Saved data entries
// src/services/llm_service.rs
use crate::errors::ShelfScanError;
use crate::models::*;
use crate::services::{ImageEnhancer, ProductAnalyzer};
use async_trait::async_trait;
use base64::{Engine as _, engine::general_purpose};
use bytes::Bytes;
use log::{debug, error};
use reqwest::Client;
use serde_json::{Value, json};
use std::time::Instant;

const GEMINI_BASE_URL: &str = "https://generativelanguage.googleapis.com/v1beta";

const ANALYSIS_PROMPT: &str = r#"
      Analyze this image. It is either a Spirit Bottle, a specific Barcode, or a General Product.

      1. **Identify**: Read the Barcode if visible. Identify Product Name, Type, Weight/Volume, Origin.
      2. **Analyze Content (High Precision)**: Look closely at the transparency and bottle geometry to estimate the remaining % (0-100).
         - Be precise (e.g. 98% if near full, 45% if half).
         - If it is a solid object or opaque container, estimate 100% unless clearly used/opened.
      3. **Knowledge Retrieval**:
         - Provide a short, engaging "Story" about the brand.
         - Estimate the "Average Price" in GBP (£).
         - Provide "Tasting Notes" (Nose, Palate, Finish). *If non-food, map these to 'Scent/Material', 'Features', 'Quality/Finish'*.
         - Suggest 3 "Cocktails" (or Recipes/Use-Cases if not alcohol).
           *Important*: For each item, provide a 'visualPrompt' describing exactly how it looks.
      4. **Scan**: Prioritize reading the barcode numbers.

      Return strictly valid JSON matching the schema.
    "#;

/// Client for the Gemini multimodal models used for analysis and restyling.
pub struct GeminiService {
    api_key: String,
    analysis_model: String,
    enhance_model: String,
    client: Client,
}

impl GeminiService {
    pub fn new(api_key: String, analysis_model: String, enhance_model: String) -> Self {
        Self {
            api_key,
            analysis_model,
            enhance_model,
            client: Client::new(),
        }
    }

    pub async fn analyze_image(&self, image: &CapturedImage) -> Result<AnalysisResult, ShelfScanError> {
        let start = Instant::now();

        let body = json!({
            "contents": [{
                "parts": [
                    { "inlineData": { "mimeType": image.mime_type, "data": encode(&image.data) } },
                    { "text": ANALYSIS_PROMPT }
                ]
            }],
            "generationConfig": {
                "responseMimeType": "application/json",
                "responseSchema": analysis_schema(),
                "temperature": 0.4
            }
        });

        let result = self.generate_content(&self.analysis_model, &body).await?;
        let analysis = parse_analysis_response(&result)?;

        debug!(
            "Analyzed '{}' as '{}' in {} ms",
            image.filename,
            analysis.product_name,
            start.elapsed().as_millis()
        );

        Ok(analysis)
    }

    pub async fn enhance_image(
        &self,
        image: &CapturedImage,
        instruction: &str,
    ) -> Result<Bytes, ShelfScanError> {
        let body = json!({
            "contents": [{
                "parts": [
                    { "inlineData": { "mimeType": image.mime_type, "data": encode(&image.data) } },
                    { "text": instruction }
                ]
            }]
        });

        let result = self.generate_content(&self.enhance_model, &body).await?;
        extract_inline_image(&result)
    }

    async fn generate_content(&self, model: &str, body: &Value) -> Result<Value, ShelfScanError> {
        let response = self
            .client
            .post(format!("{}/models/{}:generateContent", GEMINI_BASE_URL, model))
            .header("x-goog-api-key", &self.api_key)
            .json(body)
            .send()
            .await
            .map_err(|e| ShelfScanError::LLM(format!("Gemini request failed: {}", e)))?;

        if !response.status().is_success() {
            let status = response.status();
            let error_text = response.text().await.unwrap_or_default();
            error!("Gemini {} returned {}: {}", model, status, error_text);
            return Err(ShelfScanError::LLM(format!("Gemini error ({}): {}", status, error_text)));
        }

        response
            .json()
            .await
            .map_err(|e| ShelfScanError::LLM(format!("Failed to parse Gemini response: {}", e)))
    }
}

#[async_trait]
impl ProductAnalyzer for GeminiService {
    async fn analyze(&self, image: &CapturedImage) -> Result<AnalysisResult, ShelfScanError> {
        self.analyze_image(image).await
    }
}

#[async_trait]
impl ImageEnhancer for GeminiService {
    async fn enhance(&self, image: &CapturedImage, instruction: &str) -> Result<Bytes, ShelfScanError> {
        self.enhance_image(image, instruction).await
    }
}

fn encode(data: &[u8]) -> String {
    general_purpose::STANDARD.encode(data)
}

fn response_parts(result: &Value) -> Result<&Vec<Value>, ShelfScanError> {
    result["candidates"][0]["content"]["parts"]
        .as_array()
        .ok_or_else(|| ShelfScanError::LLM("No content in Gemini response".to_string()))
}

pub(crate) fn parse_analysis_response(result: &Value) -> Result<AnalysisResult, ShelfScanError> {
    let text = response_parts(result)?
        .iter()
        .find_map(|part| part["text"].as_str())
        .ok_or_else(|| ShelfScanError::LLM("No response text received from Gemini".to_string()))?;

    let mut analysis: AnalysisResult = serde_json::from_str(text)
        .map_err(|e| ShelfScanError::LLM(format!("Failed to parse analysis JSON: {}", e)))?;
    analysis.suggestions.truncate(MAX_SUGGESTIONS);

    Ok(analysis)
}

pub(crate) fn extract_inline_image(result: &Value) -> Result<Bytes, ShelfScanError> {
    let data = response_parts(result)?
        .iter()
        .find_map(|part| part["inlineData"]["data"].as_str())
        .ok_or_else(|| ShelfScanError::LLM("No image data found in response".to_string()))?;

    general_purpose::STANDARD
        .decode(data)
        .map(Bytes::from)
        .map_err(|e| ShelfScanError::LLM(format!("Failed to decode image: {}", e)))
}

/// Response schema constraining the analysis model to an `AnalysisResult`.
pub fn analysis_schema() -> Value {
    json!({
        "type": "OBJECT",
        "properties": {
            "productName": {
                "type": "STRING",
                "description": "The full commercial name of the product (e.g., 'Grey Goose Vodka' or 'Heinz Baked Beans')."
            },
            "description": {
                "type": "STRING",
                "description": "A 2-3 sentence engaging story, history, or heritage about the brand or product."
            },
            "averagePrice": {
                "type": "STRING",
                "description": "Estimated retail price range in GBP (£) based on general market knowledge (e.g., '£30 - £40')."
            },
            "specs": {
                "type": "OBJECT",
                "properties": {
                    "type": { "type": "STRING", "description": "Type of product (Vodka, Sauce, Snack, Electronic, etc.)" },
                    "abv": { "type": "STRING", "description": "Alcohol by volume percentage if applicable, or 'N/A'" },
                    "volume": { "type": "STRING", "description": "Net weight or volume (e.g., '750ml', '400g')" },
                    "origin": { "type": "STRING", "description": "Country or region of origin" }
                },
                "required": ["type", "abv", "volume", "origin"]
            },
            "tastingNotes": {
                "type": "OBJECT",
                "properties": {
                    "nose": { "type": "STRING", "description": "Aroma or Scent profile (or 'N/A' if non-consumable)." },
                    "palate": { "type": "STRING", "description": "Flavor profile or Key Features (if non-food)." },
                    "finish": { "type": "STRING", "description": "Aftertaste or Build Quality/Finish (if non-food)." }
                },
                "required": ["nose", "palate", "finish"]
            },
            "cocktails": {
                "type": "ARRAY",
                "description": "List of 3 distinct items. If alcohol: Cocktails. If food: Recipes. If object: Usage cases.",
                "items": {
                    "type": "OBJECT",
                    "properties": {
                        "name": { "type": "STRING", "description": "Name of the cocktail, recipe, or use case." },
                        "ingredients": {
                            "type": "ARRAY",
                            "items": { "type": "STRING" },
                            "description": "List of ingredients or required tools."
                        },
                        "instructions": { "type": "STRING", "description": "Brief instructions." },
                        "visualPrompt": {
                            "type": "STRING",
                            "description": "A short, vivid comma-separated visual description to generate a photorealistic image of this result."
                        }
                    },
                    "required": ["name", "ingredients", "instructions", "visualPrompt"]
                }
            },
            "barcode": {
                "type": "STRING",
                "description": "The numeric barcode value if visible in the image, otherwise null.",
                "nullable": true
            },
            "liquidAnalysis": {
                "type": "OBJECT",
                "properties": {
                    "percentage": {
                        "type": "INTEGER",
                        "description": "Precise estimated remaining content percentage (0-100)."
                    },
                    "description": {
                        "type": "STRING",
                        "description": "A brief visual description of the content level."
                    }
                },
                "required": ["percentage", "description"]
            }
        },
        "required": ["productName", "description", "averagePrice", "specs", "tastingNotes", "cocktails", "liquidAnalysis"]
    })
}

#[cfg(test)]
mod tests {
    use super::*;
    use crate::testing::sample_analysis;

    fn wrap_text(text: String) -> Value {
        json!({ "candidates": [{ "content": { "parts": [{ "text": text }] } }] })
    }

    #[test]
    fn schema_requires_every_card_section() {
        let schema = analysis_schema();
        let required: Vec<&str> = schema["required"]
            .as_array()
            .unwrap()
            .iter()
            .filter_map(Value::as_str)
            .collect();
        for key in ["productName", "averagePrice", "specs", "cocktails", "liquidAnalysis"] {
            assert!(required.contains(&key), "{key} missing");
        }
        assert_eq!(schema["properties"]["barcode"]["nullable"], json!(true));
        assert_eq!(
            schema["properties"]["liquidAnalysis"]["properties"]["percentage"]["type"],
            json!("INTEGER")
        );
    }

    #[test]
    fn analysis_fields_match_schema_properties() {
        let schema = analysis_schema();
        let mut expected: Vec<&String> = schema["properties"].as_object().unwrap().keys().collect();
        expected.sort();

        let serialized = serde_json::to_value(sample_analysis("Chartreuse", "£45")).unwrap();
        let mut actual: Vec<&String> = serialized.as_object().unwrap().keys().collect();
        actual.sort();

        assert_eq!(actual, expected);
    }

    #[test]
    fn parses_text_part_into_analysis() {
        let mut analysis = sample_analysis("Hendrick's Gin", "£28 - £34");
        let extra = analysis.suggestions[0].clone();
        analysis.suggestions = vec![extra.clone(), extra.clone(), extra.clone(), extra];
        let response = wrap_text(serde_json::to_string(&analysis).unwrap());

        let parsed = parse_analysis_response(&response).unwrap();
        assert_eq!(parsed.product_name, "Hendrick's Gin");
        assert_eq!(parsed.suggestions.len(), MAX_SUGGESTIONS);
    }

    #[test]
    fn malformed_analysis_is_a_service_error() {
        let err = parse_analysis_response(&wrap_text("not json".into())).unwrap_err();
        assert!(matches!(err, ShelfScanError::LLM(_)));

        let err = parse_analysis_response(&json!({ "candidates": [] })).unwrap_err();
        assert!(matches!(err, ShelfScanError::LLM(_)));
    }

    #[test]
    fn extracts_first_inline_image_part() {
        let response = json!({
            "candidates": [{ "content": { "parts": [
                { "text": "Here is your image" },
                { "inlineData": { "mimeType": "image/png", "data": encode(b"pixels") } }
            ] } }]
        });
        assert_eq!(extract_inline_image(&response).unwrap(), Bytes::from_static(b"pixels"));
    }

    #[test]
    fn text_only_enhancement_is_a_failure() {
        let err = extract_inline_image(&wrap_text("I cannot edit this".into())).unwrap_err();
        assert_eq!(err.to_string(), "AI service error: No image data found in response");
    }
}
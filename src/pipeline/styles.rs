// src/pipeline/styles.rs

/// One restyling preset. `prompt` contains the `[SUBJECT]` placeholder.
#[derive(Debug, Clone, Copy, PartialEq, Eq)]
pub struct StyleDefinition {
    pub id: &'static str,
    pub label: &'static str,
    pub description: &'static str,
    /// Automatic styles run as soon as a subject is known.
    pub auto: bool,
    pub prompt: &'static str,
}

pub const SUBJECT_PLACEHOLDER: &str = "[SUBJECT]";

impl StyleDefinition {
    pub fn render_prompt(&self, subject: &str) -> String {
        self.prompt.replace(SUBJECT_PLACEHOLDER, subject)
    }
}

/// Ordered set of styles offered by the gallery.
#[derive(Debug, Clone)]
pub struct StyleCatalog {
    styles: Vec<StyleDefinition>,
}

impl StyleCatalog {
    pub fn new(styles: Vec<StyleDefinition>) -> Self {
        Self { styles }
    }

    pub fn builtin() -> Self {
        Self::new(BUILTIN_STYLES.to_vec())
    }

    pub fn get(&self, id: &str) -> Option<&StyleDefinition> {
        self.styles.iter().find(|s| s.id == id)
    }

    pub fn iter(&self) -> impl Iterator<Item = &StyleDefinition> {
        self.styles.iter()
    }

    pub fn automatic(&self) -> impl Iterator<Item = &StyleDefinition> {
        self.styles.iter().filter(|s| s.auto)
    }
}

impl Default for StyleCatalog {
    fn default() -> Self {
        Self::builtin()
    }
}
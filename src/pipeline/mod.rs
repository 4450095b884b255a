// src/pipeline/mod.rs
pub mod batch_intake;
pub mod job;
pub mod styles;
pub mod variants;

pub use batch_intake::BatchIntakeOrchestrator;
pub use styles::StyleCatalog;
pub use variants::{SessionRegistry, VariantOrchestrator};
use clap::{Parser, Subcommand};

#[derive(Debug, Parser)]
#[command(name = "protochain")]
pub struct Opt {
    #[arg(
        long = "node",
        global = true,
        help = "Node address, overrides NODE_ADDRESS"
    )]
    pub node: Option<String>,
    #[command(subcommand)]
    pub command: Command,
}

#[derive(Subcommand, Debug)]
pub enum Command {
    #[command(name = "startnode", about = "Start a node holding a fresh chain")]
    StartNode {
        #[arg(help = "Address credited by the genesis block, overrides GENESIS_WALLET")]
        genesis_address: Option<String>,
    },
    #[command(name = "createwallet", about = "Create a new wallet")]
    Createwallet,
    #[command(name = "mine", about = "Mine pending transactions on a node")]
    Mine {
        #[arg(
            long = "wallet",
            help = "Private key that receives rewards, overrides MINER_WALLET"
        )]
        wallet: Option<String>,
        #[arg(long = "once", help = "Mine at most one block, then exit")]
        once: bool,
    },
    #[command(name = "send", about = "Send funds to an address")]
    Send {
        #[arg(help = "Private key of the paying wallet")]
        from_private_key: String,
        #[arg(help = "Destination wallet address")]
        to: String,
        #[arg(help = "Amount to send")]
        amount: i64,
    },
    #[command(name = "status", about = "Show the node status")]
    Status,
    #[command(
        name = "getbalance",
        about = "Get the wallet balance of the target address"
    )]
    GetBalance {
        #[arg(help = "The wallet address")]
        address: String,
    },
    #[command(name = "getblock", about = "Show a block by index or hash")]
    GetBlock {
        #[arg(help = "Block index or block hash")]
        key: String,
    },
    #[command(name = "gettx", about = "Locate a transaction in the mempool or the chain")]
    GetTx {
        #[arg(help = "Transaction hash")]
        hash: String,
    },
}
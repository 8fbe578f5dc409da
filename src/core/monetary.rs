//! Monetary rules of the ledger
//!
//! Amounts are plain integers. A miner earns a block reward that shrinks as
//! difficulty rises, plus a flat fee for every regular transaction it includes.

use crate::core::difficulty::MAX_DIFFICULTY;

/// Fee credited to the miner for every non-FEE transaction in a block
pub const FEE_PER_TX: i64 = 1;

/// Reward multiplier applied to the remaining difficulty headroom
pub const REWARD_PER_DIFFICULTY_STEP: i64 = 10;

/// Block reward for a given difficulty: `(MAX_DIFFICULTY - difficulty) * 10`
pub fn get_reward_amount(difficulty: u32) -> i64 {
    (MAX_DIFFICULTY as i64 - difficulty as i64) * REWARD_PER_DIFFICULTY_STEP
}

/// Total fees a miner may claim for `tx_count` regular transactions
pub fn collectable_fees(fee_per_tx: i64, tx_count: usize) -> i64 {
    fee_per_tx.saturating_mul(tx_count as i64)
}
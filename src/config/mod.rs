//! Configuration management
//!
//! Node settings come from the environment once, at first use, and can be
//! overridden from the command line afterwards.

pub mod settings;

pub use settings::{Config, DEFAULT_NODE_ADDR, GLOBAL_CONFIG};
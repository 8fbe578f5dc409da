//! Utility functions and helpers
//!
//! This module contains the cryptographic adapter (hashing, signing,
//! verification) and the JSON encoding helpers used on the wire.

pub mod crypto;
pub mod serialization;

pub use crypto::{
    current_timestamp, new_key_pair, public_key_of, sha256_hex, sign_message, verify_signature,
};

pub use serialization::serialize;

__Required work__.
What you return must be an exact retyping of the lines above starting at the line with "- If it is a" and ending at the line with "- Suggest 3", and nothing besides.

__Task answer__.
         - If it is a solid object or opaque container, estimate 100% unless clearly used/opened.
      3. **Knowledge Retrieval**:
         - Provide a short, engaging "Story" about the brand.
         - Estimate the "Average Price" in GBP (£).
         - Provide "Tasting Notes" (Nose, Palate, Finish). *If non-food, map these to 'Scent/Material', 'Features', 'Quality/Finish'*.
         - Suggest 3 "Cocktails" (or Recipes/Use-Cases if not alcohol).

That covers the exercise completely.